The modern demoscene uses procedural generation to package a great deal of audiovisual content into relatively small programs.

New methods and applications are presented annually in conferences such as the IEEE Conference on Computational Intelligence and Games and the AAAI Conference on Artificial Intelligence and Interactive Digital Entertainment.

Particularly in the application of procedural generation with video games, which are intended to be highly replayable, there are concerns that procedural systems can generate infinite numbers of worlds to explore, but without sufficient human guidance and rules to guide these. The result has been called "procedural oatmeal", a term coined by writer Kate Compton, in that while it is possible to mathematically generate thousands of bowls of oatmeal with procedural generation, they will be perceived to be the same by the user, and lack the notion of perceived uniqueness that a procedural system should aim for.

Contemporary application

Tabletop role-playing games
Using procedural generation in games had origins in the tabletop role playing game (RPG) venue. The leading tabletop system, Advanced Dungeons & Dragons, provided ways for the "dungeon master" to generate dungeons and terrain using random die rolls, expanded in later editions with complex branching procedural tables. Strategic Simulations under license from TSR released the Dungeon Master's Assistant, a computer program that generated dungeons based on these published tables. Tunnels & Trolls, published by Flying Buffalo, was designed primarily around solitary play and used similar procedural generation for its dungeons. Other tabletop RPGs borrowed similar concepts in procedural generation for various world elements.

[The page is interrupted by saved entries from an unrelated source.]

//! Error types for oembed-core.
//!
//! Resolution failures never reach callers of [`Resolver::get`]; they are
//! logged and collapsed into `None`. Loader failures are returned from the
//! `ProviderRegistry::from_*` constructors.
//!
//! [`Resolver::get`]: crate::Resolver::get

use crate::fetch::FetchError;

/// Result type alias using our Error type.
pub type Result<T> = std::result::Result<T, Error>;

/// Errors that can occur while loading providers or resolving a URL.
#[derive(Debug, thiserror::Error)]
pub enum Error {
    /// No registered provider matches the URL.
    #[error("no provider matches {url}")]
    NoProviderMatch { url: String },

    /// The fetch capability failed (network error or timeout).
    #[error("fetch failed for {url}: {source}")]
    Fetch {
        url: String,
        #[source]
        source: FetchError,
    },

    /// The provider endpoint answered with a non-success status.
    #[error("{provider} returned HTTP {status}")]
    Status { provider: String, status: u16 },

    /// The provider response could not be turned into embed data.
    #[error("failed to parse {provider} response: {message}")]
    Parse { provider: String, message: String },

    /// A provider pattern failed to compile.
    #[error("invalid pattern for provider {provider}: {source}")]
    Pattern {
        provider: String,
        #[source]
        source: regex::Error,
    },

    /// A provider endpoint is not a valid URL.
    #[error("invalid endpoint for provider {provider}: {source}")]
    Endpoint {
        provider: String,
        #[source]
        source: url::ParseError,
    },

    /// A provider definition is incomplete or inconsistent.
    #[error("invalid provider configuration: {0}")]
    Config(String),

    /// An I/O error occurred.
    #[error("I/O error: {0}")]
    Io(#[from] std::io::Error),

    /// The provider list is not valid TOML.
    #[error("TOML error: {0}")]
    Toml(#[from] toml::de::Error),
}

impl Error {
    /// Create a parse error.
    pub fn parse(provider: impl Into<String>, message: impl Into<String>) -> Self {
        Self::Parse {
            provider: provider.into(),
            message: message.into(),
        }
    }

    /// Create a configuration error.
    pub fn config(message: impl Into<String>) -> Self {
        Self::Config(message.into())
    }

    /// Returns `true` for failures caused by the remote side (transport,
    /// status or body), as opposed to lookup or configuration problems.
    pub fn is_remote(&self) -> bool {
        matches!(
            self,
            Error::Fetch { .. } | Error::Status { .. } | Error::Parse { .. }
        )
    }
}
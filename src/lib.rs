//! oembed - Resolve URLs into embeddable HTML
//!
//! This library crate exposes the CLI's configuration layer for integration
//! testing. Resolution itself lives in `oembed-core`.

pub mod config;

pub use oembed_core;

Many online tools for Dungeon Masters now use procedural generation to varying degrees.

Video games

Early history

Prior to graphically oriented video games, roguelike games, a genre directly inspired by Dungeons & Dragons adopted for solitaire play, heavily utilized procedural generation in the same manner that tabletop systems had done. Such early games include Beneath Apple Manor (1978) and the genre's namesake, Rogue (1980). The procedural generation system in roguelikes would create dungeons in ASCII- or regular tile-based systems and define rooms, hallways, monsters, and treasure to challenge the player. Roguelikes, and games based on the roguelike concepts, allow the development of complex gameplay without having to spend excessive time in creating a game's world.

1978's Maze Craze for the Atari VCS used an algorithm to generate a random, top-down maze for each game.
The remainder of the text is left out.